The urine-processing machine – a deconstructed replica of the one in orbit – consists of a bewildering jumble of tubes, pumps and wires attached to an enormous jar of urine – pre-treated so it resembles a super-sized cola. As the machine gurgles away, Pruitt talks me through how it works.

“We have everything laid out horizontally so we can discount any effects of gravity,” she explains. “The pumps we use work the same way your oesophagus does – constricting and pushing the fluid around.”

We watch as urine is squeezed along one of the transparent tubes towards the largest cylinder in the system, around the size of a domestic oven. This tank has a vacuum pump attached that sucks out the air to lower the pressure inside. By reducing the pressure, the boiling point of the liquid also drops. This means water can be separated without applying any heat.

The remaining liquid left after distillation is cycled back around the system to extract the maximum amount of water. The final products of the process are a concentrated salty sludge of waste and pure drinking water. In space the waste would be packed into a redundant supply ship and burned up in the Earth’s atmosphere during its return to Earth. The water is ready to drink.

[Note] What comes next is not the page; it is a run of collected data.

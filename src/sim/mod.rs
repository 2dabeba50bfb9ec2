//! Deterministic simulation module
//!
//! All gameplay logic lives here. This module must be pure and deterministic:
//! - Variable timestep, clamped to a maximum step
//! - Seeded RNG only
//! - Stable iteration order (by entity ID)
//! - No rendering or platform dependencies

pub mod collision;
pub mod craft;
pub mod spawn;
pub mod state;
pub mod tick;

pub use collision::{Aabb, resolve_collisions};
pub use craft::Spacecraft;
pub use state::{
    Asteroid, EntityId, GameEvent, GamePhase, GameState, PowerUp, PowerUpKind, Projectile,
};
pub use tick::{TickInput, tick};
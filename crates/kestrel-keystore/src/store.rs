// Copyright (c) 2025 Geoffrey Huntley <ghuntley@ghuntley.com>. All rights reserved.
// SPDX-License-Identifier: Proprietary

//! The key-store contract.

use async_trait::async_trait;
use kestrel_crypto::SecretKey;

use crate::error::StoreError;

/// Durable mapping from key name to key material.
///
/// Implementations must serialize create/delete per key name: after a
/// successful `create`, a later `get` observes the value unless an
/// intervening `delete` removed it. No ordering is guaranteed across
/// distinct names.
#[async_trait]
pub trait KeyStore: Send + Sync {
	/// Stores `key` under `name` if absent. Fails with
	/// [`StoreError::Exists`] when the name is taken.
	async fn create(&self, name: &str, key: SecretKey) -> Result<(), StoreError>;

	/// Returns the key stored under `name`.
	async fn get(&self, name: &str) -> Result<SecretKey, StoreError>;

	/// Removes `name`. Deleting a missing key succeeds.
	async fn delete(&self, name: &str) -> Result<(), StoreError>;

	/// Lists all key names. The iterator is lazy and must be assumed
	/// non-restartable; callers close it even when abandoning it early.
	async fn list(&self) -> Result<Box<dyn KeyIter>, StoreError>;
}

/// Pull-style iterator over key names.
#[async_trait]
pub trait KeyIter: Send {
	/// The next name, `None` when exhausted. An `Err` item ends the
	/// iteration; only `close` may be called afterwards.
	async fn next(&mut self) -> Option<Result<String, StoreError>>;

	/// Releases backend resources. Required even after an error or an
	/// early abandon.
	async fn close(self: Box<Self>) -> Result<(), StoreError>;
}
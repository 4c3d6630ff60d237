// Copyright (c) 2025 Geoffrey Huntley <ghuntley@ghuntley.com>. All rights reserved.
// SPDX-License-Identifier: Proprietary

//! Allow/deny glob policies.
//!
//! Pattern syntax is shell globbing: `*` matches any run of characters
//! except `/`, `?` matches one, `[a-z]` and `[!a-z]` are character
//! classes. A path is permitted iff it matches at least one allow pattern
//! and no deny pattern; deny wins. All policy decisions are pure functions
//! with no side effects.

use glob::{MatchOptions, Pattern};
use serde::{Deserialize, Serialize};

use crate::error::AclError;

/// A named policy's pattern lists.
#[derive(Debug, Clone, Default, PartialEq, Eq, Serialize, Deserialize)]
pub struct Policy {
	#[serde(default)]
	pub allow: Vec<String>,
	#[serde(default)]
	pub deny: Vec<String>,
}

impl Policy {
	pub fn new(allow: Vec<String>, deny: Vec<String>) -> Self {
		Self { allow, deny }
	}

	/// Evaluates the policy against a request path.
	///
	/// The path is normalized first; patterns never see duplicate or
	/// trailing slashes.
	pub fn verify(&self, path: &str) -> Result<(), AclError> {
		let path = normalize_path(path);
		for pattern in &self.deny {
			if matches(pattern, &path)? {
				return Err(AclError::Forbidden);
			}
		}
		for pattern in &self.allow {
			if matches(pattern, &path)? {
				return Ok(());
			}
		}
		Err(AclError::Forbidden)
	}
}

/// Matches a single glob pattern against a candidate string.
///
/// `*`, `?`, and character classes never match `/`.
pub fn matches(pattern: &str, candidate: &str) -> Result<bool, AclError> {
	const OPTIONS: MatchOptions = MatchOptions {
		case_sensitive: true,
		require_literal_separator: true,
		require_literal_leading_dot: false,
	};
	let pattern = Pattern::new(pattern).map_err(|_| AclError::InvalidPattern)?;
	Ok(pattern.matches_with(candidate, OPTIONS))
}

/// Validates pattern syntax without matching anything.
pub fn validate_pattern(pattern: &str) -> Result<(), AclError> {
	Pattern::new(pattern)
		.map(|_| ())
		.map_err(|_| AclError::InvalidPattern)
}

/// Collapses duplicate slashes and trims trailing slashes, keeping the
/// root untouched.
pub fn normalize_path(path: &str) -> String {
	let mut normalized = String::with_capacity(path.len());
	let mut last_was_slash = false;
	for c in path.chars() {
		if c == '/' {
			if !last_was_slash {
				normalized.push('/');
			}
			last_was_slash = true;
		} else {
			normalized.push(c);
			last_was_slash = false;
		}
	}
	while normalized.len() > 1 && normalized.ends_with('/') {
		normalized.pop();
	}
	normalized
}

#[cfg(test)]
mod tests {
	use super::*;

	#[test]
	fn deny_takes_precedence() {
		let policy = Policy::new(
			vec!["/v1/key/list/*".to_string()],
			vec!["/v1/key/list/my-*".to_string()],
		);
		assert_eq!(policy.verify("/v1/key/list/my-foo"), Err(AclError::Forbidden));
		assert_eq!(policy.verify("/v1/key/list/other"), Ok(()));
	}

	#[test]
	fn no_allow_match_is_forbidden() {
		let policy = Policy::new(vec!["/v1/key/create/*".to_string()], vec![]);
		assert_eq!(policy.verify("/v1/key/delete/k"), Err(AclError::Forbidden));
	}

	#[test]
	fn empty_policy_forbids_everything() {
		let policy = Policy::default();
		assert_eq!(policy.verify("/version"), Err(AclError::Forbidden));
	}

	#[test]
	fn star_does_not_cross_slashes() {
		let policy = Policy::new(vec!["/v1/key/*".to_string()], vec![]);
		assert_eq!(policy.verify("/v1/key/create/name"), Err(AclError::Forbidden));
		assert_eq!(policy.verify("/v1/key/create"), Ok(()));
	}

	#[test]
	fn question_mark_matches_exactly_one_character() {
		assert!(matches("my-key?", "my-key1").unwrap());
		assert!(!matches("my-key?", "my-key").unwrap());
		assert!(!matches("my-key?", "my-key12").unwrap());
	}

	#[test]
	fn character_classes() {
		assert!(matches("my-key_2020-0[1-4]-[0-1][0-9]", "my-key_2020-02-12").unwrap());
		assert!(!matches("my-key_2020-0[1-4]-[0-1][0-9]", "my-key_2020-05-01").unwrap());
		assert!(matches("[!a]bc", "xbc").unwrap());
		assert!(!matches("[!a]bc", "abc").unwrap());
	}

	#[test]
	fn malformed_pattern_is_an_error() {
		assert_eq!(matches("[", "x"), Err(AclError::InvalidPattern));
	}

	#[test]
	fn normalization() {
		assert_eq!(normalize_path("/v1//key///list/x/"), "/v1/key/list/x");
		assert_eq!(normalize_path("/"), "/");
		assert_eq!(normalize_path("//"), "/");
		assert_eq!(normalize_path("/version"), "/version");
	}

	#[test]
	fn patterns_match_normalized_paths() {
		let policy = Policy::new(vec!["/v1/key/create/*".to_string()], vec![]);
		assert_eq!(policy.verify("//v1//key/create/name/"), Ok(()));
	}
}
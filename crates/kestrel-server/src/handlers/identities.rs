// Copyright (c) 2025 Geoffrey Huntley <ghuntley@ghuntley.com>. All rights reserved.
// SPDX-License-Identifier: Proprietary

//! Identity API handlers.

use axum::extract::Path;
use axum::http::StatusCode;
use axum::response::Response;
use axum::Json;
use chrono::{DateTime, Utc};
use kestrel_auth::{matches, AclError, Identity};
use kestrel_keystore::{is_valid_name, is_valid_pattern};
use serde::Serialize;

use crate::auth::{Authenticated, Verified};
use crate::error::ApiError;
use crate::ndjson;

#[derive(Serialize)]
pub struct DescribeIdentityResponse {
	#[serde(skip_serializing_if = "std::ops::Not::not")]
	admin: bool,
	policy: String,
	created_at: DateTime<Utc>,
	#[serde(skip_serializing_if = "Identity::is_unknown")]
	created_by: Identity,
}

pub async fn describe(
	Path(id): Path<String>,
	verified: Verified,
) -> Result<Json<DescribeIdentityResponse>, ApiError> {
	if !is_valid_name(&id) {
		return Err(ApiError::Invalid("invalid identity"));
	}
	let info = verified.enclave.get_identity(&Identity::new(id)).await?;
	Ok(Json(DescribeIdentityResponse {
		admin: info.is_admin,
		policy: info.policy,
		created_at: info.created_at,
		created_by: info.created_by,
	}))
}

#[derive(Serialize)]
pub struct InlinePolicy {
	allow: Vec<String>,
	deny: Vec<String>,
}

#[derive(Serialize)]
pub struct SelfDescribeResponse {
	identity: Identity,
	admin: bool,
	#[serde(skip_serializing_if = "String::is_empty")]
	policy_name: String,
	created_at: DateTime<Utc>,
	#[serde(skip_serializing_if = "Identity::is_unknown")]
	created_by: Identity,
	policy: InlinePolicy,
}

/// Describes the caller itself, including its resolved policy inline.
///
/// Authenticated but not policy-checked: an identity may always ask what
/// it is allowed to do.
pub async fn self_describe(
	authenticated: Authenticated,
) -> Result<Json<SelfDescribeResponse>, ApiError> {
	let info = match authenticated
		.enclave
		.get_identity(&authenticated.identity)
		.await
	{
		Ok(info) => info,
		Err(AclError::IdentityNotFound) => return Err(ApiError::NotAuthorized),
		Err(e) => return Err(e.into()),
	};
	let policy = if info.is_admin {
		InlinePolicy {
			allow: Vec::new(),
			deny: Vec::new(),
		}
	} else {
		let policy = authenticated.enclave.get_policy(&info.policy).await?.policy;
		InlinePolicy {
			allow: policy.allow,
			deny: policy.deny,
		}
	};
	Ok(Json(SelfDescribeResponse {
		identity: authenticated.identity,
		admin: info.is_admin,
		policy_name: info.policy,
		created_at: info.created_at,
		created_by: info.created_by,
		policy,
	}))
}

pub async fn delete(Path(id): Path<String>, verified: Verified) -> Result<StatusCode, ApiError> {
	if !is_valid_name(&id) {
		return Err(ApiError::Invalid("invalid identity"));
	}
	verified.enclave.delete_identity(&Identity::new(id)).await?;
	Ok(StatusCode::OK)
}

#[derive(Serialize)]
struct IdentityRecord {
	identity: Identity,
	admin: bool,
	policy: String,
	created_at: DateTime<Utc>,
	#[serde(skip_serializing_if = "Identity::is_unknown")]
	created_by: Identity,
}

pub async fn list(Path(pattern): Path<String>, verified: Verified) -> Result<Response, ApiError> {
	if !is_valid_pattern(&pattern) {
		return Err(ApiError::Invalid("invalid pattern"));
	}
	let mut records = Vec::new();
	for (identity, info) in verified.enclave.list_identities().await? {
		if matches(&pattern, identity.as_str())? {
			records.push(IdentityRecord {
				identity,
				admin: info.is_admin,
				policy: info.policy,
				created_at: info.created_at,
				created_by: info.created_by,
			});
		}
	}
	Ok(ndjson::response_from_records(&records))
}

“It’s the cleanest water,” says Pruitt, “cleaner than anything we’ll drink on Earth.”

However, before the astronauts get to sup this super-clean water it is further treated to prevent the growth of bacteria. This involves adding iodine, which gives water on the ISS a slight medicinal taste. “It’s not bad,” says Pruitt. “You just have to get used to it.”

Having proved the new pre-treatment formula no longer causes blockages, Nasa engineers will be introducing the revised system over the coming months. The hope is that it should bump up water recovery rates in space to the same efficiencies they are seeing in the lab on Earth.

In the meantime Pruitt’s team is developing the technology to make the process even more efficient.

“Even when you’re in urine for several years,” she says, “it’s still fun!”